* _PROVIDED INFORMATION_:
= = = = =

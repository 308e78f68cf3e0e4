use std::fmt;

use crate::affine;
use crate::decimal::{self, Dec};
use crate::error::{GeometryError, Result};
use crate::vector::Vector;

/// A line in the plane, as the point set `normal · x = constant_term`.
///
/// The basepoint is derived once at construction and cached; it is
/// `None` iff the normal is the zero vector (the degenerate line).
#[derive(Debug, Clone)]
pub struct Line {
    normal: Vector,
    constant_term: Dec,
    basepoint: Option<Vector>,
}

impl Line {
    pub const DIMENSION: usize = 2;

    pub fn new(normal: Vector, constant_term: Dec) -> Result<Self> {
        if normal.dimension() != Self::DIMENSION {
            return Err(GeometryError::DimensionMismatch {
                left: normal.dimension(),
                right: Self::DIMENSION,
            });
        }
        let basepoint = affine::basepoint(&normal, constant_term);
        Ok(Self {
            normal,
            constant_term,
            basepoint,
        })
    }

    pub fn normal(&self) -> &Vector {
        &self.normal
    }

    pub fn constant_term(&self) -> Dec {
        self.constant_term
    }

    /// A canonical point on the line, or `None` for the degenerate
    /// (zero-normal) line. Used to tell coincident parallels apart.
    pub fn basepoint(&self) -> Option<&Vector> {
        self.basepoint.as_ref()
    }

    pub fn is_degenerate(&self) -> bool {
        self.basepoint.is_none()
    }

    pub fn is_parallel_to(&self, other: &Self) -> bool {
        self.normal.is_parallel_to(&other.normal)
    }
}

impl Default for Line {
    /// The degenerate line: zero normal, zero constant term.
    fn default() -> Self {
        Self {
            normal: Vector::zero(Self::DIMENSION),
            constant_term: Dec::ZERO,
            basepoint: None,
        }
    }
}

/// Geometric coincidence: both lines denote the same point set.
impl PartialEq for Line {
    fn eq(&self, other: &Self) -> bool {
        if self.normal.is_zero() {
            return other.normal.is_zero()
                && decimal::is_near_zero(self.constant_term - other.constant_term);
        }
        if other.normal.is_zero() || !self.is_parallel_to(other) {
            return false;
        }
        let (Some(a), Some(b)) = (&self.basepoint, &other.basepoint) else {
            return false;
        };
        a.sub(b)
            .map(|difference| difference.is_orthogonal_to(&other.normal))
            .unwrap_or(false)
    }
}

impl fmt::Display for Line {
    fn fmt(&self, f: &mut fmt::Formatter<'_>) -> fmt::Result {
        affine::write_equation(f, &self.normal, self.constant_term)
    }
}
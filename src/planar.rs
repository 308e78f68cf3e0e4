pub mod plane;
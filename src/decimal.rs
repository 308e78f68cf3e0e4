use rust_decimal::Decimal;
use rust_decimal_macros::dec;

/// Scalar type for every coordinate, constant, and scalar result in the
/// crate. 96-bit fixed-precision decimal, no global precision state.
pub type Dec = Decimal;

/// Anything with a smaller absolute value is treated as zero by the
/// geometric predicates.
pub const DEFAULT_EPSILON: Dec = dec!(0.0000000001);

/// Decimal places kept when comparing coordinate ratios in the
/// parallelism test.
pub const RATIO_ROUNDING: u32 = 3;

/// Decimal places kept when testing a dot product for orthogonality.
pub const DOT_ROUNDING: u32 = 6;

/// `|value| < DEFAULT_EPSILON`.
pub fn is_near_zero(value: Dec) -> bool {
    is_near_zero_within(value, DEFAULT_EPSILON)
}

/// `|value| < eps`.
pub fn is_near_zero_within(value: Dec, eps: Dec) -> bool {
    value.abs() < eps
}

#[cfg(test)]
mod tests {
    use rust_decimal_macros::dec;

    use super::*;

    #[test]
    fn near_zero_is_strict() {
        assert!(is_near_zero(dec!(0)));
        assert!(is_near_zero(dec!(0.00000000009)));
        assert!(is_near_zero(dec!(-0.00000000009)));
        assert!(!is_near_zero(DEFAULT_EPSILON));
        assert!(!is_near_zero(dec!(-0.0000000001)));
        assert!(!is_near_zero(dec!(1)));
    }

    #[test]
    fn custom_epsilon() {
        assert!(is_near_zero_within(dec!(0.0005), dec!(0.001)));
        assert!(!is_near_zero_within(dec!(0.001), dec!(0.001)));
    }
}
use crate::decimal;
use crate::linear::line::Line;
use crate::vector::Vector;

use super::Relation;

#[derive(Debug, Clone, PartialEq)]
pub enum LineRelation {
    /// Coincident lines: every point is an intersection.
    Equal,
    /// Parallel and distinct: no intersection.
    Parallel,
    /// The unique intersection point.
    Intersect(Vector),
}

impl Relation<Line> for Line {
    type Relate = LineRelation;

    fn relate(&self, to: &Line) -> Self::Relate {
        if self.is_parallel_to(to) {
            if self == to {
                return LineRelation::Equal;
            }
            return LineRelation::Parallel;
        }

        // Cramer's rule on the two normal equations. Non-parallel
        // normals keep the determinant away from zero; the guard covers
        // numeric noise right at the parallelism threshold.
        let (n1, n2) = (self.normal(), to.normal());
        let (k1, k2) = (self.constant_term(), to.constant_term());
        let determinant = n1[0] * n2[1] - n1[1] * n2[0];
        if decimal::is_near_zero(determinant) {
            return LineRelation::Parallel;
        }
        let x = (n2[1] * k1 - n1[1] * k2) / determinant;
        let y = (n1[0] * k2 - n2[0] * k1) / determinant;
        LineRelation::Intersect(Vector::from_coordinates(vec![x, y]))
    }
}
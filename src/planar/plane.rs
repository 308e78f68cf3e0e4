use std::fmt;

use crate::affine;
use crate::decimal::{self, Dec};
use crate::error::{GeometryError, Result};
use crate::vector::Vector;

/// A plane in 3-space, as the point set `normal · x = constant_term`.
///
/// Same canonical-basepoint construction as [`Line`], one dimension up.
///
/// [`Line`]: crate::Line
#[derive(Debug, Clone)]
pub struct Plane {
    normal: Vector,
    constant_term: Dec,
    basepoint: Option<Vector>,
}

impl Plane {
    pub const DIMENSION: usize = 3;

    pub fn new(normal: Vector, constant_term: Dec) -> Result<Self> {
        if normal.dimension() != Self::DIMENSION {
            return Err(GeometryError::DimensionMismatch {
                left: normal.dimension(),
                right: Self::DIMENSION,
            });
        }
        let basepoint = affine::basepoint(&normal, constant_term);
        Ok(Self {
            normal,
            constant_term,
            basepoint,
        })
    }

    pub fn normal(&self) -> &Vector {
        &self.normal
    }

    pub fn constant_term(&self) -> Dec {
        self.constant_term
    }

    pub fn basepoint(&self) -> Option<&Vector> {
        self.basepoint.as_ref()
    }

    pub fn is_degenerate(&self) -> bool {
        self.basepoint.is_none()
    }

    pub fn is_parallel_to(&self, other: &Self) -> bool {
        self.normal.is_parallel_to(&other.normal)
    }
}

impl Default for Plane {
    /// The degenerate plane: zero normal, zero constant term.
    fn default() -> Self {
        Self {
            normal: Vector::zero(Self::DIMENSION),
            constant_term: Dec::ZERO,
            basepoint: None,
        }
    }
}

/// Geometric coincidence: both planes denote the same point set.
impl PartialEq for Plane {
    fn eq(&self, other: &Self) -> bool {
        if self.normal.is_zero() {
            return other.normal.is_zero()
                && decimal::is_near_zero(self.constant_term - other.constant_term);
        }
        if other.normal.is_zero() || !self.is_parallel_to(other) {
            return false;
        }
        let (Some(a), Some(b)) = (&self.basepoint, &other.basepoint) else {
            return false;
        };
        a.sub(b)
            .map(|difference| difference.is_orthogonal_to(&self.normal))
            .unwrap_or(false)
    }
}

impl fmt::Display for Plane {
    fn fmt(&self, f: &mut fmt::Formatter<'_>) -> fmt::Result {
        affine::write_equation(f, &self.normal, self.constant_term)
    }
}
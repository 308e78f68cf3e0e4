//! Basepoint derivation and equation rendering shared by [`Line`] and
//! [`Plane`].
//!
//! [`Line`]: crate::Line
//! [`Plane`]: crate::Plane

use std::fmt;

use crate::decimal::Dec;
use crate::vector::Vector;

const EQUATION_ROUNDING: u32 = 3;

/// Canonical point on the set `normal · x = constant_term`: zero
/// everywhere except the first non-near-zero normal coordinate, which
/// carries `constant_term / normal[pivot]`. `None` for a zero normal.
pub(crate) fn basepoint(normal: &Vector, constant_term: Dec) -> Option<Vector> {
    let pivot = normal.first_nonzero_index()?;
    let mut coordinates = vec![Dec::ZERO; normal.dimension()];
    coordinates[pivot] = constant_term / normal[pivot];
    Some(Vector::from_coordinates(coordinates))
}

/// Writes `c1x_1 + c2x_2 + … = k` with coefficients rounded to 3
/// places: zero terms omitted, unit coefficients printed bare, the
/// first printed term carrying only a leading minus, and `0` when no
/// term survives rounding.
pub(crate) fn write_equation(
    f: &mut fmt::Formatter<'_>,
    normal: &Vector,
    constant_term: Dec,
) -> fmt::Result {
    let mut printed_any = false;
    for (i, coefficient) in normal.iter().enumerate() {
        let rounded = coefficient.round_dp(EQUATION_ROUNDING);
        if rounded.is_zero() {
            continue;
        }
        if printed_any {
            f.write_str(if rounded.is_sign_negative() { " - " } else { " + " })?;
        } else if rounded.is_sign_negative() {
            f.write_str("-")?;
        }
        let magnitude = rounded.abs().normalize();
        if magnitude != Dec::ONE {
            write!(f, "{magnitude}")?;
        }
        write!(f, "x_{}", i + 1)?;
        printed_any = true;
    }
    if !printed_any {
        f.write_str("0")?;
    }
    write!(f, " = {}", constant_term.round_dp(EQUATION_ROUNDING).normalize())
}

= = = = =

* _ABOUT THIS EXERCISE_: Within the data above, determine the number of lines that contain the word "both"; write only that number.

* _ANSWER BOX_: 2